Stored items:
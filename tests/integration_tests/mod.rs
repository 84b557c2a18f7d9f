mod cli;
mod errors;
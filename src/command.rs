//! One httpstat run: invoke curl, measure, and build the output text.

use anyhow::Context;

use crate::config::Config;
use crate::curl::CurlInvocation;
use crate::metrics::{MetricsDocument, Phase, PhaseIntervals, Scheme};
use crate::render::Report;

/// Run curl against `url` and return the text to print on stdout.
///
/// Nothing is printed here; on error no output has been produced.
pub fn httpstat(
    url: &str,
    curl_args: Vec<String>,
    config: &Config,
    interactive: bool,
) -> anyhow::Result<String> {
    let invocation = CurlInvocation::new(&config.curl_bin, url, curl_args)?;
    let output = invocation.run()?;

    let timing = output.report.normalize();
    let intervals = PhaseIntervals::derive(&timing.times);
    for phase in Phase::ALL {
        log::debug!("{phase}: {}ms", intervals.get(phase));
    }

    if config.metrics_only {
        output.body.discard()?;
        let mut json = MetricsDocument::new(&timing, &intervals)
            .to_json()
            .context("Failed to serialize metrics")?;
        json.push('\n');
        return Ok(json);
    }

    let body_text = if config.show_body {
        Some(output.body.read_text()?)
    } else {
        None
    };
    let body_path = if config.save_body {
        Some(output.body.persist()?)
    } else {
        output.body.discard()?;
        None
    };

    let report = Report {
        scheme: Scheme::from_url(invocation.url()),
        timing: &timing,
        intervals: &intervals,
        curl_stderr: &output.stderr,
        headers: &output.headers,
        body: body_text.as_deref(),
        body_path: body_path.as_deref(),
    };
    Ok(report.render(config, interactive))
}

...

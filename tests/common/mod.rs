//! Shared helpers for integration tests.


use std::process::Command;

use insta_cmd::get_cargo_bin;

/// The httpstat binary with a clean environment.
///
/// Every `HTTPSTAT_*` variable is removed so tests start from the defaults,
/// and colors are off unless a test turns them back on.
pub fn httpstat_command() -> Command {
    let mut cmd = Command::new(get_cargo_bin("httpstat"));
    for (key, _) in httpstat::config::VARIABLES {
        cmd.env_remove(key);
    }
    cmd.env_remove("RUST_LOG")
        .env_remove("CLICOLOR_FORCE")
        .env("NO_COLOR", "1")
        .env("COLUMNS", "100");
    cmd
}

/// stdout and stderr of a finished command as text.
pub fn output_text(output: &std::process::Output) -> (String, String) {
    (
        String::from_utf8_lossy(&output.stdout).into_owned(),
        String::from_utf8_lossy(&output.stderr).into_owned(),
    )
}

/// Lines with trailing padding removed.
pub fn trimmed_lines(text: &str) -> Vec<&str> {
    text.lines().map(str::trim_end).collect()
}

* * *

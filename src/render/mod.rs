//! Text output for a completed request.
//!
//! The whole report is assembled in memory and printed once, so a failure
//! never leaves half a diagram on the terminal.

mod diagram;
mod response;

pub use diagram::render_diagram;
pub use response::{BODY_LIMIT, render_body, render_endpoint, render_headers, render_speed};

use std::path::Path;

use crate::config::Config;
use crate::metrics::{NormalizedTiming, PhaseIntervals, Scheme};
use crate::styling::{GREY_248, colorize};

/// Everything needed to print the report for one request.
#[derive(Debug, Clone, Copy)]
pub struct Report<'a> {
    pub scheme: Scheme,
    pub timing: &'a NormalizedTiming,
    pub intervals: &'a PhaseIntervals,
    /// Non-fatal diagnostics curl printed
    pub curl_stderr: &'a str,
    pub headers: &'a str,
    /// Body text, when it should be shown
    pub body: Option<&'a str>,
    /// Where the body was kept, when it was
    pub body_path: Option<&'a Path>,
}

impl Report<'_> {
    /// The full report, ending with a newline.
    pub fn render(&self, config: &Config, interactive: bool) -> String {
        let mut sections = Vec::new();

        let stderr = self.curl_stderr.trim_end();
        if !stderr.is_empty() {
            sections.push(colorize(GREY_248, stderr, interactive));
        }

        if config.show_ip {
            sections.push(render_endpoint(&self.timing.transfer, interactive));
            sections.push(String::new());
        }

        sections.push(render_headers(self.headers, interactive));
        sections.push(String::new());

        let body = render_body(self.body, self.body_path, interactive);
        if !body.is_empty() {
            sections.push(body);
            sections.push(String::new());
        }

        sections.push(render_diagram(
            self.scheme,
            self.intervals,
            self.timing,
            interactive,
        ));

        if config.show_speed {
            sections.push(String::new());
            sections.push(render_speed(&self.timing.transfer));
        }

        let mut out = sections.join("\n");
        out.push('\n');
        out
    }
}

Work item
Copy whichever lines of the records above contain the word "config".

Task solution
use crate::config::Config;
    config: &Config,
    let invocation = CurlInvocation::new(&config.curl_bin, url, curl_args)?;
    if config.metrics_only {
    let body_text = if config.show_body {
    let body_path = if config.save_body {
    Ok(report.render(config, interactive))
    for (key, _) in httpstat::config::VARIABLES {
use crate::config::Config;
    pub fn render(&self, config: &Config, interactive: bool) -> String {
        if config.show_ip {
        if config.show_speed {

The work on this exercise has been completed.